Sensing

Pervasive sensing is the primary focus of our research group. We sense everything, humans and the environment, and with different modalities, like the locomotive, acoustic, RF, medical, etc., under different infrastructures, like active and passive sensing, wearables, fixed-infrastructure, sensing, etc. The objective is to develop ubiquitous applications that can be leveraged through low-cost sensing infrastructure. We use different technologies, like signal processing, machine learning, deep learning, etc., from the algorithmic perspective to meet our goals. Some of our recent exciting projects are as follows.

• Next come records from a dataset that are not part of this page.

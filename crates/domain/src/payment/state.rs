//! Payment state machine.

use std::str::FromStr;

use serde::{Deserialize, Serialize};

use crate::error::DomainError;

/// The status of a payment.
///
/// State transitions:
/// ```text
/// Pending ──┬──► Completed ──┬──► Refunded
///           │                └──► PartiallyPaid ──► Refunded
///           ├──► Failed
///           └──► Cancelled
/// ```
/// `Failed`, `Cancelled` and `Refunded` are terminal.
#[derive(Debug, Clone, Copy, PartialEq, Eq, Hash, Serialize, Deserialize, Default)]
pub enum PaymentStatus {
    #[default]
    Pending,
    Completed,
    Failed,
    Refunded,
    Cancelled,
    /// Completed, then partially refunded.
    PartiallyPaid,
}

impl PaymentStatus {
    /// Returns true if the payment may move directly to `next`.
    ///
    /// `PartiallyPaid -> PartiallyPaid` covers a further partial refund.
    pub fn can_transition_to(&self, next: PaymentStatus) -> bool {
        use PaymentStatus::*;
        matches!(
            (self, next),
            (Pending, Completed)
                | (Pending, Failed)
                | (Pending, Cancelled)
                | (Completed, Refunded)
                | (Completed, PartiallyPaid)
                | (PartiallyPaid, PartiallyPaid)
                | (PartiallyPaid, Refunded)
        )
    }

    /// Returns true if money has been captured and may be refunded.
    pub fn is_refundable(&self) -> bool {
        matches!(self, PaymentStatus::Completed | PaymentStatus::PartiallyPaid)
    }

    /// Returns true if this is a terminal state.
    pub fn is_terminal(&self) -> bool {
        matches!(
            self,
            PaymentStatus::Failed | PaymentStatus::Cancelled | PaymentStatus::Refunded
        )
    }

    /// Returns the state name as a string.
    pub fn as_str(&self) -> &'static str {
        match self {
            PaymentStatus::Pending => "Pending",
            PaymentStatus::Completed => "Completed",
            PaymentStatus::Failed => "Failed",
            PaymentStatus::Refunded => "Refunded",
            PaymentStatus::Cancelled => "Cancelled",
            PaymentStatus::PartiallyPaid => "PartiallyPaid",
        }
    }
}

impl std::fmt::Display for PaymentStatus {
    fn fmt(&self, f: &mut std::fmt::Formatter<'_>) -> std::fmt::Result {
        write!(f, "{}", self.as_str())
    }
}

impl FromStr for PaymentStatus {
    type Err = DomainError;

    fn from_str(s: &str) -> Result<Self, Self::Err> {
        match s {
            "Pending" => Ok(PaymentStatus::Pending),
            "Completed" => Ok(PaymentStatus::Completed),
            "Failed" => Ok(PaymentStatus::Failed),
            "Refunded" => Ok(PaymentStatus::Refunded),
            "Cancelled" => Ok(PaymentStatus::Cancelled),
            "PartiallyPaid" => Ok(PaymentStatus::PartiallyPaid),
            other => Err(DomainError::UnknownVariant {
                kind: "payment status",
                value: other.to_string(),
            }),
        }
    }
}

Passive Sensing: Using RF to Sense Human, Environment and Conexts

Imagine living in an intuitive interactive space without a need to understand the grammar of interaction with that space. One doesn't need to interact in a specific way or use voice commands or always wear something. This intelligent space can be shared with others without degrading the user experience of interaction. Interestingly, this vision of seamless smart spaces is not novel and quite dated; however, we are yet to occupy this kind of space regularly. For this vision to become an everyday reality, we are working on developing passive sensing systems, primarily using RF (such as mmWave), to monitor not only the humans, but also the environment and the context of interactions. To realize this with an application, we developed a passive driving behavior monitoring device using mmWave sensing. We are also working on developing platforms for continuous monitoring of multi-user activities at different scale (ADLs, IADLs, excericses, etc.) using such passive sensing architecture.



Smart Transportation: Sensing the Road, the Vehicle, and the Driver

Road travel in developing countries, particularly in the Indian subcontinent, is very sporadic because of multiple socio-economic factors. The roads are bumpy in many places; infrastructure is not very good, the streets are congested due to heavy traffic, and so on. We develop pervasive sensing modalities to sense the road, the transport infrastructure, and the driver. One critical issue is understanding various points of interest (PoIs) on the road, which affect travel. We use smartphone-based crowdsensing, leveraging the embedded sensors on today's smartphones like IMU, GPS, etc., to capture various PoIs and tag them over the map. another crucial issues is monitoring a driver's driving behavior and how the driver interacts with various landmarks on the road, like speed breakers, potholes, turns, etc. We also aim to understand the driving behavior and its impact and interactions on different maneuvers taken by the driver. Collectively, we target the lifestyle of citizens on the road to develop assistive technologies to support them during their daily commute.




Human Sensing: Activity Recognition and Annotation

Human activity recognition (HAR) has been one of the essential building blocks behind various pervasive applications. We are working on developing lightweight and cost-effective approaches for HAR, starting from macro-activities, like walking, running, writing on a board, meeting group detection, etc., to micro and fine-grained activities like cooking in a smart-home scenario. We use various modalities, like IMU, acoustic, RF, etc., for inferring the activities. Another area of our prime focus is activity annotation. The typical HAR models work in a supervised environment; therefore, they need a massive amount of labeled data to train the models. The question is, how do we label or annotate this data? We work to develop a robust and automated approach to use auxiliary sensing modalities, like acoustic, to label the IMU data for activity recognition. This is a challenging problem as the method does not have any prior knowledge; therefore, it needs to work in an unsupervised way. We also work on understanding the granularity and informativeness of these labels and how the generated labels can contribute to the development of large-scale activity recognition models.